For more on choosing brushes that handle this kind of quick, loose work, see this breakdown of first brushes for watercolor.
What to Leave Home
A few things sound useful outdoors but mostly create problems:
Large water containers. A full-size water jar tips over, weighs your bag down, and takes up table space you do not have on a small folding stool or your lap.
Your full color range. More than eight to ten colors outdoors is rarely necessary and slows your decision-making. Restrict yourself to a small travel palette and mix what you need.
Expensive or delicate brushes. Outdoors means grass, gravel, and the occasional drop. Keep your best brushes in the studio for now and use mid-range rounds outside until you are comfortable with the setting.
A folding easel. Useful eventually, but for a beginner it adds setup time and one more thing to think about. A clipboard or watercolor block held on your lap or rested against a bag is simpler.
Frequently Asked Questions
Do I need a special watercolor paper for outdoor use? No special paper, but you do need paper that is heavy enough not to warp badly when wet. 300gsm (140lb) paper is the standard. Anything lighter will buckle, which is especially disruptive outdoors where you cannot tape all four edges to a flat surface as easily as you can in a studio. A watercolor block handles the buckling problem by keeping the sheet bound on all sides until it dries.

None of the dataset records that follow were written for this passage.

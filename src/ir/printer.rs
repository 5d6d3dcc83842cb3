//! Textual module emission
//!
//! Renders a [`Module`] into the textual form handed to the external
//! backend: aggregate definitions, globals, then declarations and function
//! bodies with labeled blocks.

use super::types::Module;
use std::fmt::Write;

/// Print a module in its textual emission format
pub fn print_module(module: &Module) -> String {
    let mut out = String::new();
    let _ = writeln!(out, "module {}\n", module.name);

    for def in &module.structs {
        let _ = write!(out, "type %{} = {{ ", def.name);
        for (i, (name, ty)) in def.fields.iter().enumerate() {
            if i > 0 {
                let _ = write!(out, ", ");
            }
            let _ = write!(out, "{}: {}", name, ty);
        }
        let _ = writeln!(out, " }}");
    }
    if !module.structs.is_empty() {
        let _ = writeln!(out);
    }

    for global in &module.globals {
        let kw = if global.is_const { "const" } else { "global" };
        match &global.init {
            Some(init) => {
                let _ = writeln!(out, "{} @{} : {} = {}", kw, global.name, global.ty, init);
            }
            None => {
                let _ = writeln!(out, "{} @{} : {}", kw, global.name, global.ty);
            }
        }
    }
    if !module.globals.is_empty() {
        let _ = writeln!(out);
    }

    for func in &module.functions {
        if func.is_external {
            let _ = write!(out, "declare @{}(", func.name);
        } else {
            let _ = write!(out, "define @{}(", func.name);
        }

        for (i, (vreg, ty)) in func.params.iter().enumerate() {
            if i > 0 {
                let _ = write!(out, ", ");
            }
            if func.is_external {
                let _ = write!(out, "{}", ty);
            } else {
                let _ = write!(out, "{} {}", ty, vreg);
            }
        }
        if func.is_vararg {
            if !func.params.is_empty() {
                let _ = write!(out, ", ");
            }
            let _ = write!(out, "...");
        }
        let _ = write!(out, ") -> {}", func.ret_type);

        if func.is_external {
            let _ = writeln!(out);
            continue;
        }

        let _ = writeln!(out, " {{");
        for block in &func.blocks {
            let _ = writeln!(out, "  {}:", block.id);
            for instr in &block.instructions {
                let _ = writeln!(out, "    {}", instr);
            }
            if let Some(ref term) = block.terminator {
                let _ = writeln!(out, "    {}", term);
            }
        }
        let _ = writeln!(out, "}}\n");
    }

    out
}

#[cfg(test)]
mod tests {
    use crate::ir::{IrBuilder, IrType};

    #[test]
    fn test_print_shapes() {
        let mut b = IrBuilder::new("demo");
        b.declare_external_vararg("sprintf", vec![IrType::Ptr, IrType::Ptr], IrType::I32);
        b.define_struct(
            "Person",
            vec![
                ("name".to_string(), IrType::Ptr),
                ("age".to_string(), IrType::I32),
            ],
        );
        let name = b.add_string_constant("bob");
        b.start_function("main", vec![], IrType::I32);
        let p = b.global_ref(&name);
        let slot = b.alloca(IrType::Ptr);
        b.store(slot, p);
        let zero = b.const_int(0);
        b.ret(Some(zero));
        let text = super::print_module(&b.finish());

        assert!(text.contains("module demo"));
        assert!(text.contains("type %Person = { name: ptr, age: i32 }"));
        assert!(text.contains("const @.str.0 : [4 x i8] = c\"bob\""));
        assert!(text.contains("declare @sprintf(ptr, ptr, ...) -> i32"));
        assert!(text.contains("define @main() -> i32 {"));
        assert!(text.contains("ret %"));
    }
}
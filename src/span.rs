//! Source code location tracking
//!
//! Spans are byte ranges into the preprocessed source. Tokens, AST nodes and
//! diagnostics all carry one so errors can point back at the offending text.

use std::fmt;

/// A span representing a range in the source code
#[derive(Debug, Clone, Copy, PartialEq, Eq, Default, Hash)]
pub struct Span {
    /// Start position (byte offset)
    pub start: usize,
    /// End position (byte offset, exclusive)
    pub end: usize,
}

impl Span {
    /// Create a new span
    pub fn new(start: usize, end: usize) -> Self {
        Self { start, end }
    }

    /// Get the length of the span
    pub fn len(&self) -> usize {
        self.end - self.start
    }

    /// Check if the span is empty
    pub fn is_empty(&self) -> bool {
        self.start == self.end
    }

    /// Merge two spans into one that covers both
    pub fn merge(self, other: Span) -> Span {
        Span {
            start: self.start.min(other.start),
            end: self.end.max(other.end),
        }
    }

    /// Get the source text for this span
    pub fn text<'a>(&self, source: &'a str) -> &'a str {
        &source[self.start..self.end]
    }
}

impl fmt::Display for Span {
    fn fmt(&self, f: &mut fmt::Formatter<'_>) -> fmt::Result {
        write!(f, "{}..{}", self.start, self.end)
    }
}

#[cfg(test)]
mod tests {
    use super::*;

    #[test]
    fn test_span_merge() {
        let a = Span::new(0, 5);
        let b = Span::new(3, 10);
        let merged = a.merge(b);
        assert_eq!(merged.start, 0);
        assert_eq!(merged.end, 10);
    }

    #[test]
    fn test_span_text() {
        let source = "(def Int:x 5)";
        let span = Span::new(1, 4);
        assert_eq!(span.text(source), "def");
    }
}
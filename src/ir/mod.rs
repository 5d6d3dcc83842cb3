//! Purr Intermediate Representation
//!
//! A simple register-based IR built from typed basic blocks. It is designed
//! to be:
//! - Easy to generate from the annotated AST
//! - Easy to hand to an external optimizing backend as a textual module
//! - Cheap to verify structurally before emission

mod builder;
mod instr;
mod printer;
mod types;
mod verify;

// Re-export in logical order
pub use builder::*;
pub use instr::*;
pub use printer::*;
pub use types::*;
pub use verify::*;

Can I use a regular spiral sketchbook outdoors? You can, but most spiral sketchbooks use paper that is too light for watercolor washes. The paper will buckle, and the paint will sit on the surface rather than absorbing well. A dedicated watercolor sketchbook with paper rated at least 200gsm is a better choice. Watercolor blocks are better still for outdoor sessions.
How do I keep my brushes clean between colors outdoors with only one water container? Rinse thoroughly, then wipe on a folded piece of cloth or an old kitchen towel before picking up the next color. If the water turns very muddy, replace it. One container is enough if you stay on top of this. Many outdoor painters carry a small hand towel clipped to their bag specifically for brush wiping.
Is a folding stool necessary? Not necessary, but it helps. Painting while standing is tiring and makes it hard to hold a palette steady. Painting while sitting on the ground puts your work at an odd angle and is uncomfortable for longer sessions. A lightweight camping stool costs very little and makes the whole session easier.
What do I do if my paint dries in the palette between sessions? Dried watercolor paint in a palette is not ruined. Mist it with water from your spray bottle a few minutes before you start and it will rehydrate. This is one reason tube paint squeezed into a travel palette works so well outdoors: the same paint you would use in the studio works exactly the same way once you reactivate it with water.